> **WHAT THE TASK ASKS**:
Nothing in the records may be altered, so transcribe them exactly.

[Stored items]
::::

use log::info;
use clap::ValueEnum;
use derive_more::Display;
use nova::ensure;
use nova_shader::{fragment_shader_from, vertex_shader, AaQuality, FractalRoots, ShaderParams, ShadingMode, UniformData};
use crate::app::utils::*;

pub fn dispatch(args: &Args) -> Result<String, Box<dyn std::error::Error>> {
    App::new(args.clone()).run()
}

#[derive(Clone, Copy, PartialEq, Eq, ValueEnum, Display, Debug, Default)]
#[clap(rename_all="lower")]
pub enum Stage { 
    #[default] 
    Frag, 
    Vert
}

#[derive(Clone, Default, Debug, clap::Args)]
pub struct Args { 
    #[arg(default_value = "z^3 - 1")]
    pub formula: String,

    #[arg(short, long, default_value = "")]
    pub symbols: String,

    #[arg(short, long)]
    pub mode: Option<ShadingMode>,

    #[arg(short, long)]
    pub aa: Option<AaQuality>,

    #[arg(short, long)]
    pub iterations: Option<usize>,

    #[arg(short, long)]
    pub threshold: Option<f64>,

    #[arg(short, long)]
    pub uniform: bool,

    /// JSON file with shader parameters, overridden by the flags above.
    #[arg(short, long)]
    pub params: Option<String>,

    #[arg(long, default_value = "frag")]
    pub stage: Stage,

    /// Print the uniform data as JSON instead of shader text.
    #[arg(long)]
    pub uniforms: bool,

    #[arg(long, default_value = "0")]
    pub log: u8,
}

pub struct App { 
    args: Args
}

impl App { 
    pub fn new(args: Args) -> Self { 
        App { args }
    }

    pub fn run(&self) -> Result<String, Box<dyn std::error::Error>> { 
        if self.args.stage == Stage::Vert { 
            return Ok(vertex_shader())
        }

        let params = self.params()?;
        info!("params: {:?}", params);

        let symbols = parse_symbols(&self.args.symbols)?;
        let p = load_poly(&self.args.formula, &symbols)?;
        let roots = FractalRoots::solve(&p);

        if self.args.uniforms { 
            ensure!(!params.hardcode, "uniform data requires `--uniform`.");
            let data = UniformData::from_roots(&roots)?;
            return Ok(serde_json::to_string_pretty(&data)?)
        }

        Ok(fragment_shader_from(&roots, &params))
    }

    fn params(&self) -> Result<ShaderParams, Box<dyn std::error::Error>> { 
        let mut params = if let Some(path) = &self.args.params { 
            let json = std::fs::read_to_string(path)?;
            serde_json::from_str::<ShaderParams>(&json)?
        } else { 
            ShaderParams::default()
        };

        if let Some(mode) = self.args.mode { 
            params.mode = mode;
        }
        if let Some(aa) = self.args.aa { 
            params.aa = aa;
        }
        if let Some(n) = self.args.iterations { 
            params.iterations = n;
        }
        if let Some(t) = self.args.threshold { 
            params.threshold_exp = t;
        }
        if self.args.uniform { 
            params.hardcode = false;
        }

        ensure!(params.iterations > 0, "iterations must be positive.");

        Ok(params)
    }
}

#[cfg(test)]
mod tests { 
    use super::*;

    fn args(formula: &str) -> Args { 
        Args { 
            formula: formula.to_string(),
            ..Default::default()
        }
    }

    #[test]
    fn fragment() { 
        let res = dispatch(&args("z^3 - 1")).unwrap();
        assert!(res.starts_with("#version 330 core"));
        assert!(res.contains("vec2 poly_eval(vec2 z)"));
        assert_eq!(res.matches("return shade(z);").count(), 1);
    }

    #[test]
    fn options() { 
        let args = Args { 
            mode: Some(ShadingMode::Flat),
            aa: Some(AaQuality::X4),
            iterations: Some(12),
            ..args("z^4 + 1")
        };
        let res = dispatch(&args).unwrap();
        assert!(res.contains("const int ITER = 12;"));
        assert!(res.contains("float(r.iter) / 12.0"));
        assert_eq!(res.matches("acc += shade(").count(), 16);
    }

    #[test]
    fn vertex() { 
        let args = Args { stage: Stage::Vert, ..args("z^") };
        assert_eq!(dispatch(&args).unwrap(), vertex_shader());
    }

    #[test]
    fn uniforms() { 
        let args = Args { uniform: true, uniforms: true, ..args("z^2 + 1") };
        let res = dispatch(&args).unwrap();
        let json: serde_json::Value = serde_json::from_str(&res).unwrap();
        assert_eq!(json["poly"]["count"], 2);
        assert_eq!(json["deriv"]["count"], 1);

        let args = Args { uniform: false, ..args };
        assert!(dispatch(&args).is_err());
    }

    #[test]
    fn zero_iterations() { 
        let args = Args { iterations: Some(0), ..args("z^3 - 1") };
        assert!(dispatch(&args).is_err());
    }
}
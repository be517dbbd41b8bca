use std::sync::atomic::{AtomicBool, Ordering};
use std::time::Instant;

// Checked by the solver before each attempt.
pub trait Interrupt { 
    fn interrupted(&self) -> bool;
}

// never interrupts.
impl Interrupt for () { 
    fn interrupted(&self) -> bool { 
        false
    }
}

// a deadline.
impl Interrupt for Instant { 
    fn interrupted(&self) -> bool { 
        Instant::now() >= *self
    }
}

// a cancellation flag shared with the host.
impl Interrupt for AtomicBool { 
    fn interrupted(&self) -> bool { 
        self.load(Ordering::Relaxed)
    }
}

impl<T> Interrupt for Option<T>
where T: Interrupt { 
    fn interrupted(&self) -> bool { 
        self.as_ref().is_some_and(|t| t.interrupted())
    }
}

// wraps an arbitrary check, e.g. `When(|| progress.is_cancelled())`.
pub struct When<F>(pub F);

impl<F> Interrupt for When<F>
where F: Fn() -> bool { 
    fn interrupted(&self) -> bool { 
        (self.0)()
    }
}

::::

> **EXERCISE RESULT**:
use log::info;
use clap::ValueEnum;
use derive_more::Display;
use nova::ensure;
use nova_shader::{fragment_shader_from, vertex_shader, AaQuality, FractalRoots, ShaderParams, ShadingMode, UniformData};
use crate::app::utils::*;

pub fn dispatch(args: &Args) -> Result<String, Box<dyn std::error::Error>> {
    App::new(args.clone()).run()
}

#[derive(Clone, Copy, PartialEq, Eq, ValueEnum, Display, Debug, Default)]
#[clap(rename_all="lower")]
pub enum Stage { 
    #[default] 
    Frag, 
    Vert
}

#[derive(Clone, Default, Debug, clap::Args)]
pub struct Args { 
    #[arg(default_value = "z^3 - 1")]
    pub formula: String,

    #[arg(short, long, default_value = "")]
    pub symbols: String,

    #[arg(short, long)]
    pub mode: Option<ShadingMode>,

    #[arg(short, long)]
    pub aa: Option<AaQuality>,

    #[arg(short, long)]
    pub iterations: Option<usize>,

    #[arg(short, long)]
    pub threshold: Option<f64>,

    #[arg(short, long)]
    pub uniform: bool,

    /// JSON file with shader parameters, overridden by the flags above.
    #[arg(short, long)]
    pub params: Option<String>,

    #[arg(long, default_value = "frag")]
    pub stage: Stage,

    /// Print the uniform data as JSON instead of shader text.
    #[arg(long)]
    pub uniforms: bool,

    #[arg(long, default_value = "0")]
    pub log: u8,
}

pub struct App { 
    args: Args
}

impl App { 
    pub fn new(args: Args) -> Self { 
        App { args }
    }

    pub fn run(&self) -> Result<String, Box<dyn std::error::Error>> { 
        if self.args.stage == Stage::Vert { 
            return Ok(vertex_shader())
        }

        let params = self.params()?;
        info!("params: {:?}", params);

        let symbols = parse_symbols(&self.args.symbols)?;
        let p = load_poly(&self.args.formula, &symbols)?;
        let roots = FractalRoots::solve(&p);

        if self.args.uniforms { 
            ensure!(!params.hardcode, "uniform data requires `--uniform`.");
            let data = UniformData::from_roots(&roots)?;
            return Ok(serde_json::to_string_pretty(&data)?)
        }

        Ok(fragment_shader_from(&roots, &params))
    }

    fn params(&self) -> Result<ShaderParams, Box<dyn std::error::Error>> { 
        let mut params = if let Some(path) = &self.args.params { 
            let json = std::fs::read_to_string(path)?;
            serde_json::from_str::<ShaderParams>(&json)?
        } else { 
            ShaderParams::default()
        };

        if let Some(mode) = self.args.mode { 
            params.mode = mode;
        }
        if let Some(aa) = self.args.aa { 
            params.aa = aa;
        }
        if let Some(n) = self.args.iterations { 
            params.iterations = n;
        }
        if let Some(t) = self.args.threshold { 
            params.threshold_exp = t;
        }
        if self.args.uniform { 
            params.hardcode = false;
        }

        ensure!(params.iterations > 0, "iterations must be positive.");

        Ok(params)
    }
}

#[cfg(test)]
mod tests { 
    use super::*;

    fn args(formula: &str) -> Args { 
        Args { 
            formula: formula.to_string(),
            ..Default::default()
        }
    }

    #[test]
    fn fragment() { 
        let res = dispatch(&args("z^3 - 1")).unwrap();
        assert!(res.starts_with("#version 330 core"));
        assert!(res.contains("vec2 poly_eval(vec2 z)"));
        assert_eq!(res.matches("return shade(z);").count(), 1);
    }

    #[test]
    fn options() { 
        let args = Args { 
            mode: Some(ShadingMode::Flat),
            aa: Some(AaQuality::X4),
            iterations: Some(12),
            ..args("z^4 + 1")
        };
        let res = dispatch(&args).unwrap();
        assert!(res.contains("const int ITER = 12;"));
        assert!(res.contains("float(r.iter) / 12.0"));
        assert_eq!(res.matches("acc += shade(").count(), 16);
    }

    #[test]
    fn vertex() { 
        let args = Args { stage: Stage::Vert, ..args("z^") };
        assert_eq!(dispatch(&args).unwrap(), vertex_shader());
    }

    #[test]
    fn uniforms() { 
        let args = Args { uniform: true, uniforms: true, ..args("z^2 + 1") };
        let res = dispatch(&args).unwrap();
        let json: serde_json::Value = serde_json::from_str(&res).unwrap();
        assert_eq!(json["poly"]["count"], 2);
        assert_eq!(json["deriv"]["count"], 1);

        let args = Args { uniform: false, ..args };
        assert!(dispatch(&args).is_err());
    }

    #[test]
    fn zero_iterations() { 
        let args = Args { iterations: Some(0), ..args("z^3 - 1") };
        assert!(dispatch(&args).is_err());
    }
}
repository be517dbbd41b8bca
use std::sync::atomic::{AtomicBool, Ordering};
use std::time::Instant;

// Checked by the solver before each attempt.
pub trait Interrupt { 
    fn interrupted(&self) -> bool;
}

// never interrupts.
impl Interrupt for () { 
    fn interrupted(&self) -> bool { 
        false
    }
}

// a deadline.
impl Interrupt for Instant { 
    fn interrupted(&self) -> bool { 
        Instant::now() >= *self
    }
}

// a cancellation flag shared with the host.
impl Interrupt for AtomicBool { 
    fn interrupted(&self) -> bool { 
        self.load(Ordering::Relaxed)
    }
}

impl<T> Interrupt for Option<T>
where T: Interrupt { 
    fn interrupted(&self) -> bool { 
        self.as_ref().is_some_and(|t| t.interrupted())
    }
}

// wraps an arbitrary check, e.g. `When(|| progress.is_cancelled())`.
pub struct When<F>(pub F);

impl<F> Interrupt for When<F>
where F: Fn() -> bool { 
    fn interrupted(&self) -> bool { 
        (self.0)()
    }
}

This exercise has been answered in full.